First, Zack De La Rocha uses hip hop to address political wrong-doings worldwide in a way 9 out of 10 rappers aren't up on shit enough to express, let alone skillful enough to. He walks, no stomps the dangerous "white boy" waters in the 90s where no Eminem has yet to appear validate fair-skinned skills. (He's not white, of course, but you get my point.)
Second, Tom Morello's guitar work is innovation that should be chronicled, patented, and trademarked. To be able to create dj, keyboard, and other sounds to the point where nothing feels missing is beyond art, it's science.
Third, the combination of Morello's guitar, Commerford's bass, and Wilk's drumming is unclassifiable. What it does however, is satiate Zeppelin, Funkadelic, and Public Enemy followers simultaneously.
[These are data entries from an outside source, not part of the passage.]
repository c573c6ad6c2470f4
//! Inbound adapters that translate external requests into domain service
//! calls while keeping framework details at the edge.
//!
//! HTTP handlers live under [`http`].

pub mod http;
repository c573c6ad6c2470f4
//! Word lists used to compose product-like listing titles.

pub(crate) const ADJECTIVES: &[&str] = &[
    "Handcrafted",
    "Rustic",
    "Sleek",
    "Ergonomic",
    "Practical",
    "Refined",
    "Vintage",
    "Compact",
    "Gorgeous",
    "Sturdy",
];

pub(crate) const MATERIALS: &[&str] = &[
    "Oak", "Steel", "Cotton", "Granite", "Leather", "Bamboo", "Rubber", "Wooden", "Plastic",
    "Bronze",
];

pub(crate) const PRODUCTS: &[&str] = &[
    "Chair", "Table", "Lamp", "Bicycle", "Keyboard", "Jacket", "Sofa", "Kettle", "Guitar",
    "Bookshelf", "Stroller", "Desk",
];
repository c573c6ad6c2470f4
//! MongoDB persistence adapters.
//!
//! This module provides the concrete implementation of the
//! [`ItemRepository`](crate::domain::ports::ItemRepository) port backed by a
//! single MongoDB collection.
//!
//! # Architecture
//!
//! - **Thin adapters**: the repository only translates between stored
//!   documents and domain types.
//! - **Internal documents**: [`ItemDocument`] mirrors the stored shape,
//!   including the store-assigned `_id` that never reaches the domain.
//! - **Startup gate**: [`connect`] verifies reachability and the unique index
//!   on `id` before any request is served.
//!
//! # Example
//!
//! ```ignore
//! use listings_backend::outbound::persistence::{StoreConfig, MongoItemRepository, connect};
//!
//! let config = StoreConfig::new("mongodb://localhost:27017", "itemsDB", "items");
//! let collection = connect(&config).await?;
//! let repo = MongoItemRepository::new(collection);
//! ```

mod item_document;
mod mongo_item_repository;
mod store;

pub use item_document::ItemDocument;
pub use mongo_item_repository::MongoItemRepository;
pub use store::{StoreConfig, StoreError, connect};
//! Domain-level error types.
//!
//! These errors are transport agnostic. The HTTP adapter maps each
//! [`ErrorCode`] to a status code and renders the payload as the JSON error
//! envelope clients see.

use serde::{Deserialize, Serialize};
use serde_json::Value;
use utoipa::ToSchema;

use crate::middleware::trace::TraceId;

/// Stable machine-readable error code describing the failure category.
#[derive(Debug, Clone, Copy, PartialEq, Eq, Hash, Serialize, Deserialize, ToSchema)]
#[non_exhaustive]
#[serde(rename_all = "snake_case")]
pub enum ErrorCode {
    /// The payload is absent or lacks one of the mandatory item fields.
    MandatoryFieldsMissing,
    /// An item with the same identifier already exists.
    DuplicateId,
    /// No item matches the requested identifier.
    ItemNotFound,
    /// An unexpected error occurred, typically in the item store.
    InternalError,
}

impl ErrorCode {
    /// Client-facing message associated with the code.
    ///
    /// # Examples
    /// ```
    /// use listings_backend::domain::ErrorCode;
    ///
    /// assert_eq!(ErrorCode::DuplicateId.message(), "Duplicate UUID");
    /// ```
    pub fn message(self) -> &'static str {
        match self {
            Self::MandatoryFieldsMissing => "Mandatory fields are missing",
            Self::DuplicateId => "Duplicate UUID",
            Self::ItemNotFound => "Item not found Error",
            Self::InternalError => "Internal Server Error",
        }
    }
}

/// Domain error payload.
///
/// Serialises as the error envelope returned to clients:
/// `{"error": "...", "code": "...", "traceId": "...", "details": {...}}`
/// where `traceId` and `details` are omitted when absent.
///
/// ## Invariants
/// - `message` is never empty; blank messages fall back to the code's
///   default message.
///
/// # Examples
/// ```
/// use listings_backend::domain::{Error, ErrorCode};
///
/// let err = Error::item_not_found();
/// assert_eq!(err.code(), ErrorCode::ItemNotFound);
/// assert_eq!(err.message(), "Item not found Error");
/// ```
#[derive(Debug, Clone, PartialEq, Serialize, Deserialize, ToSchema)]
#[serde(rename_all = "camelCase")]
pub struct Error {
    #[schema(example = "mandatory_fields_missing")]
    code: ErrorCode,
    #[serde(rename = "error")]
    #[schema(example = "Mandatory fields are missing")]
    message: String,
    #[serde(default, skip_serializing_if = "Option::is_none")]
    #[schema(example = "3fa85f64-5717-4562-b3fc-2c963f66afa6")]
    trace_id: Option<String>,
    #[serde(default, skip_serializing_if = "Option::is_none")]
    #[schema(value_type = Object)]
    details: Option<Value>,
}

impl Error {
    /// Create a new error, capturing the trace identifier in scope.
    pub fn new(code: ErrorCode, message: impl Into<String>) -> Self {
        let message = message.into();
        let message = if message.trim().is_empty() {
            code.message().to_owned()
        } else {
            message
        };
        Self {
            code,
            message,
            trace_id: TraceId::current().map(|id| id.to_string()),
            details: None,
        }
    }

    /// Stable machine-readable error code.
    pub fn code(&self) -> ErrorCode {
        self.code
    }

    /// Human-readable message.
    pub fn message(&self) -> &str {
        self.message.as_str()
    }

    /// Trace identifier captured when the error was created.
    pub fn trace_id(&self) -> Option<&str> {
        self.trace_id.as_deref()
    }

    /// Supplementary error details.
    pub fn details(&self) -> Option<&Value> {
        self.details.as_ref()
    }

    /// Attach a trace identifier to the error.
    pub fn with_trace_id(mut self, id: impl Into<String>) -> Self {
        self.trace_id = Some(id.into());
        self
    }

    /// Attach structured details to the error.
    ///
    /// # Examples
    /// ```
    /// use listings_backend::domain::Error;
    /// use serde_json::json;
    ///
    /// let err = Error::mandatory_fields_missing()
    ///     .with_details(json!({ "fields": ["title"] }));
    /// assert!(err.details().is_some());
    /// ```
    pub fn with_details(mut self, details: Value) -> Self {
        self.details = Some(details);
        self
    }

    /// Convenience constructor for [`ErrorCode::MandatoryFieldsMissing`].
    pub fn mandatory_fields_missing() -> Self {
        Self::from_code(ErrorCode::MandatoryFieldsMissing)
    }

    /// Convenience constructor for [`ErrorCode::DuplicateId`].
    pub fn duplicate_id() -> Self {
        Self::from_code(ErrorCode::DuplicateId)
    }

    /// Convenience constructor for [`ErrorCode::ItemNotFound`].
    pub fn item_not_found() -> Self {
        Self::from_code(ErrorCode::ItemNotFound)
    }

    /// Convenience constructor for [`ErrorCode::InternalError`].
    ///
    /// The message describes the cause for server-side logs; adapters
    /// replace it with the generic message before it reaches a client.
    pub fn internal(message: impl Into<String>) -> Self {
        Self::new(ErrorCode::InternalError, message)
    }

    fn from_code(code: ErrorCode) -> Self {
        Self::new(code, code.message())
    }
}

impl std::fmt::Display for Error {
    fn fmt(&self, f: &mut std::fmt::Formatter<'_>) -> std::fmt::Result {
        write!(f, "{}", self.message)
    }
}

impl std::error::Error for Error {}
Evil Empire houses "Bulls on Parade." That alone makes it a classic recording. It also contains the killers "Vietnow," "People of the Sun" and "Year of the Boomerang" (from the film Higher Learning). But I say again, "Bulls on Parade" is on this album! It's hands down the funkiest rock outside of Prince's recently released Gold. But hey, that's Prince! The lyrics were insightful, if not “inciteful” and incendiary.
"Weapons not food, not homes, not shoes
Not need, just feed the war cannibal animal
I walk the corner to the rubble that used to be a library
Lined up to the mind cemetery now
What we don't know keeps the contracts alive and movin'
They don't gotta burn the books they just remove 'em
While arms warehouses fill as quick as the cells
Rally round the family, pocket full of shells"
The rhythm arrangement is split into three vicious movements where Morello, Commerford, and Wilk demonstrate funk/rock 101 for the next generation. The production and engineering delivering the previous ingredients is as monumental to metal and hip hop as Zeppelin to rock in the 70s.
Rage was ahead of their time, but pivotal to nearly any band annoying their neighbors for the remainder of the millennium and the decade to follow.